A short while before these events he had returned from his walking holiday in the Lake District, where he seems to have caught a cold. His diary entry for 23 May, a Wednesday, is brief. Not so The Times for that day. Henry wrote: ‘Suffering from a cold in the head. Was able to give some assistance to a Mr Henderson who had been set upon by a ruffian in Gower Street.’ Modest Henry. The Times ’ report is much fuller.

Mr Samuel Henderson, attorney-at-law, of Keppel Street, had a providential escape from injury or even death last night when he was set upon by a desperate villain in the neighbourhood of Gower Street, not far from the British Museum. We understand that Mr Henderson had just come from his business premises and was beginning the short walk to his home. Possibly in the belief that he was proceeding from the bank nearby and that he was in possession of a large sum of money, the miscreant attacked him, taking him unawares from behind and striking him with a cudgel.

Fortunately for him, help was at hand in the shape of none other than the distinguished Physician-in-Ordinary to Her Majesty the Queen, Sir Henry Nanther, KCB, FRCP. Sir Henry, who was coming away from University College Hospital where he is Professor of Pathological Anatomy, witnessed the entire scene.
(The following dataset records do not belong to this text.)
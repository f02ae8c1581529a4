// MCP (Model Context Protocol) server exposing VerifyWise as tools

pub mod protocol;
pub mod server;
pub mod tools;

pub use server::{McpServer, SERVER_NAME};
pub use tools::{default_registry, Tool, ToolRegistry};
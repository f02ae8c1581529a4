// Project (Use Case) tools
//
// list_projects, get_project, create_project, update_project, delete_project

use async_trait::async_trait;
use serde::Deserialize;
use serde_json::{json, Map, Value};
use std::sync::Arc;

use super::{
    insert_opt, json_schema_integer, json_schema_object, json_schema_string, parse_args,
    resource_path, Tool, ToolRegistry,
};
use crate::error::ApiError;
use crate::registry::ClientRegistry;

const PROJECTS_PATH: &str = "/api/projects";
const DEFAULT_LIMIT: i64 = 20;
const MAX_LIMIT: i64 = 100;

/// Register all project tools
pub fn register(registry: &mut ToolRegistry, clients: Arc<ClientRegistry>) {
    registry.register(Arc::new(ListProjectsTool::new(clients.clone())));
    registry.register(Arc::new(GetProjectTool::new(clients.clone())));
    registry.register(Arc::new(CreateProjectTool::new(clients.clone())));
    registry.register(Arc::new(UpdateProjectTool::new(clients.clone())));
    registry.register(Arc::new(DeleteProjectTool::new(clients)));
}

/// Optional project fields, mapped to the VerifyWise payload names
#[derive(Debug, Default, Deserialize)]
struct ProjectFields {
    #[serde(default)]
    ai_risk_classification: Option<String>,
    #[serde(default)]
    type_of_high_risk_role: Option<String>,
    #[serde(default)]
    goal: Option<String>,
    #[serde(default)]
    last_updated_by: Option<String>,
}

impl ProjectFields {
    fn into_payload(self, name: Option<String>) -> Map<String, Value> {
        let mut payload = Map::new();
        insert_opt(&mut payload, "projectName", name);
        insert_opt(
            &mut payload,
            "aiRiskClassification",
            self.ai_risk_classification,
        );
        insert_opt(&mut payload, "typeOfHighRiskRole", self.type_of_high_risk_role);
        insert_opt(&mut payload, "goal", self.goal);
        insert_opt(&mut payload, "lastUpdatedBy", self.last_updated_by);
        payload
    }
}

fn project_field_properties() -> Map<String, Value> {
    let mut props = Map::new();
    props.insert(
        "ai_risk_classification".into(),
        json_schema_string("Risk classification (e.g. high, limited, minimal)"),
    );
    props.insert(
        "type_of_high_risk_role".into(),
        json_schema_string("Role descriptor for high-risk AI systems"),
    );
    props.insert(
        "goal".into(),
        json_schema_string("Description of the project's governance goal"),
    );
    props.insert(
        "last_updated_by".into(),
        json_schema_string("Email or ID of the user making this change"),
    );
    props
}

// === list_projects ===

pub struct ListProjectsTool {
    clients: Arc<ClientRegistry>,
}

impl ListProjectsTool {
    pub fn new(clients: Arc<ClientRegistry>) -> Self {
        Self { clients }
    }
}

#[derive(Deserialize)]
struct ListProjectsArgs {
    #[serde(default = "default_limit")]
    limit: i64,
}

fn default_limit() -> i64 {
    DEFAULT_LIMIT
}

#[async_trait]
impl Tool for ListProjectsTool {
    fn name(&self) -> &'static str {
        "list_projects"
    }

    fn description(&self) -> &'static str {
        "List AI governance projects (Use Cases) in VerifyWise. Returns project objects with id, name and status."
    }

    fn input_schema(&self) -> Value {
        json_schema_object(
            json!({
                "limit": json_schema_integer("Maximum number of projects to return", 1, MAX_LIMIT, DEFAULT_LIMIT)
            }),
            &[],
        )
    }

    fn read_only(&self) -> bool {
        true
    }

    async fn execute(&self, arguments: Value) -> Result<Value, ApiError> {
        let args: ListProjectsArgs = parse_args(arguments)?;
        if !(1..=MAX_LIMIT).contains(&args.limit) {
            return Err(ApiError::Validation(format!(
                "limit must be between 1 and {}",
                MAX_LIMIT
            )));
        }

        let client = self.clients.get_client().await?;
        let projects = client.get(PROJECTS_PATH).await?;

        Ok(match projects {
            Value::Array(mut items) => {
                items.truncate(args.limit as usize);
                Value::Array(items)
            }
            other => other,
        })
    }
}

// === get_project ===

pub struct GetProjectTool {
    clients: Arc<ClientRegistry>,
}

impl GetProjectTool {
    pub fn new(clients: Arc<ClientRegistry>) -> Self {
        Self { clients }
    }
}

#[derive(Deserialize)]
struct ProjectIdArgs {
    project_id: String,
}

#[async_trait]
impl Tool for GetProjectTool {
    fn name(&self) -> &'static str {
        "get_project"
    }

    fn description(&self) -> &'static str {
        "Get the details of a specific AI governance project by ID."
    }

    fn input_schema(&self) -> Value {
        json_schema_object(
            json!({ "project_id": json_schema_string("The unique identifier of the project") }),
            &["project_id"],
        )
    }

    fn read_only(&self) -> bool {
        true
    }

    async fn execute(&self, arguments: Value) -> Result<Value, ApiError> {
        let args: ProjectIdArgs = parse_args(arguments)?;
        let path = resource_path(PROJECTS_PATH, &args.project_id)?;

        let client = self.clients.get_client().await?;
        client.get(&path).await
    }
}

// === create_project ===

pub struct CreateProjectTool {
    clients: Arc<ClientRegistry>,
}

impl CreateProjectTool {
    pub fn new(clients: Arc<ClientRegistry>) -> Self {
        Self { clients }
    }
}

#[derive(Deserialize)]
struct CreateProjectArgs {
    name: String,
    #[serde(flatten)]
    fields: ProjectFields,
}

#[async_trait]
impl Tool for CreateProjectTool {
    fn name(&self) -> &'static str {
        "create_project"
    }

    fn description(&self) -> &'static str {
        "Create a new AI governance project (Use Case) in VerifyWise."
    }

    fn input_schema(&self) -> Value {
        let mut props = project_field_properties();
        props.insert("name".into(), json_schema_string("Project name. Must not be empty"));
        json_schema_object(Value::Object(props), &["name", "ai_risk_classification"])
    }

    async fn execute(&self, arguments: Value) -> Result<Value, ApiError> {
        let args: CreateProjectArgs = parse_args(arguments)?;
        if args.name.trim().is_empty() {
            return Err(ApiError::Validation("name must not be empty".to_string()));
        }
        if args.fields.ai_risk_classification.is_none() {
            return Err(ApiError::Validation(
                "ai_risk_classification is required".to_string(),
            ));
        }

        let payload = args.fields.into_payload(Some(args.name));

        let client = self.clients.get_client().await?;
        client.post(PROJECTS_PATH, Some(&payload)).await
    }
}

// === update_project ===

pub struct UpdateProjectTool {
    clients: Arc<ClientRegistry>,
}

impl UpdateProjectTool {
    pub fn new(clients: Arc<ClientRegistry>) -> Self {
        Self { clients }
    }
}

#[derive(Deserialize)]
struct UpdateProjectArgs {
    project_id: String,
    #[serde(default)]
    name: Option<String>,
    #[serde(flatten)]
    fields: ProjectFields,
}

#[async_trait]
impl Tool for UpdateProjectTool {
    fn name(&self) -> &'static str {
        "update_project"
    }

    fn description(&self) -> &'static str {
        "Update an existing AI governance project. Only the fields you pass are changed."
    }

    fn input_schema(&self) -> Value {
        let mut props = project_field_properties();
        props.insert(
            "project_id".into(),
            json_schema_string("ID of the project to update"),
        );
        props.insert("name".into(), json_schema_string("New project name"));
        json_schema_object(Value::Object(props), &["project_id"])
    }

    async fn execute(&self, arguments: Value) -> Result<Value, ApiError> {
        let args: UpdateProjectArgs = parse_args(arguments)?;
        let path = resource_path(PROJECTS_PATH, &args.project_id)?;
        let payload = args.fields.into_payload(args.name);

        let client = self.clients.get_client().await?;
        client.put(&path, Some(&payload)).await
    }
}

// === delete_project ===

pub struct DeleteProjectTool {
    clients: Arc<ClientRegistry>,
}

impl DeleteProjectTool {
    pub fn new(clients: Arc<ClientRegistry>) -> Self {
        Self { clients }
    }
}

#[async_trait]
impl Tool for DeleteProjectTool {
    fn name(&self) -> &'static str {
        "delete_project"
    }

    fn description(&self) -> &'static str {
        "Delete an AI governance project from VerifyWise."
    }

    fn input_schema(&self) -> Value {
        json_schema_object(
            json!({ "project_id": json_schema_string("ID of the project to delete") }),
            &["project_id"],
        )
    }

    async fn execute(&self, arguments: Value) -> Result<Value, ApiError> {
        let args: ProjectIdArgs = parse_args(arguments)?;
        let path = resource_path(PROJECTS_PATH, &args.project_id)?;

        let client = self.clients.get_client().await?;
        client.delete(&path).await
    }
}
// Authentication types

use serde::Serialize;
use serde_json::Value;

use crate::error::ApiError;

/// Response fields that may carry the access token, in priority order.
/// VerifyWise has used each of these names across releases.
pub const TOKEN_FIELDS: [&str; 3] = ["token", "accessToken", "access_token"];

/// Login request body
#[derive(Serialize)]
pub struct LoginRequest<'a> {
    pub email: &'a str,
    pub password: &'a str,
}

/// Extract the access token from a login or refresh response body.
///
/// The first field in `TOKEN_FIELDS` holding a non-empty value wins.
pub fn extract_token(body: &Value) -> Result<String, ApiError> {
    let Some(object) = body.as_object() else {
        return Err(ApiError::AuthResponse(
            "response body is not a JSON object".to_string(),
        ));
    };

    for field in TOKEN_FIELDS {
        let token = match object.get(field) {
            Some(Value::String(s)) if !s.is_empty() => Some(s.clone()),
            Some(Value::Number(n)) => Some(n.to_string()),
            _ => None,
        };
        if let Some(token) = token {
            return Ok(token);
        }
    }

    let keys: Vec<&str> = object.keys().map(String::as_str).collect();
    Err(ApiError::AuthResponse(format!(
        "no token field found in response (fields: {:?})",
        keys
    )))
}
A powerful and vigorous man in the prime of life, Sir Henry immediately set upon the ruffian with his stick and made short work of routing him. Next he turned his attention to the unfortunate victim of the attack and ascertained that Mr Henderson had sustained no worse effects than bruising and a severe abrasion to the right shoulder. An errand boy who happened to be passing was dispatched for help and Mr Henderson was later removed to University College Hospital where he is happily recovering.

On his way home after perhaps delivering a lecture to a class of medical students, Henry can hardly have foreseen what a life-changing encounter this would prove to be. I’m tempted to dwell on the operations of fate and chance. Remember the Tay Bridge and the train he nearly boarded? Suppose, in Gower Street, he’d been detained for five minutes by a student who dared put a private question to the great man. Or his voice had grown hoarse through this ‘cold in the head’ and he terminated the lecture five minutes early. Poor Mr Henderson (my great-great-grandfather) would perhaps have been killed or at any rate left bleeding on the pavement. Help, if help there was to be, would have come from some other source. In any case, Henry would never have met the Henderson family and I and my forebears never been born.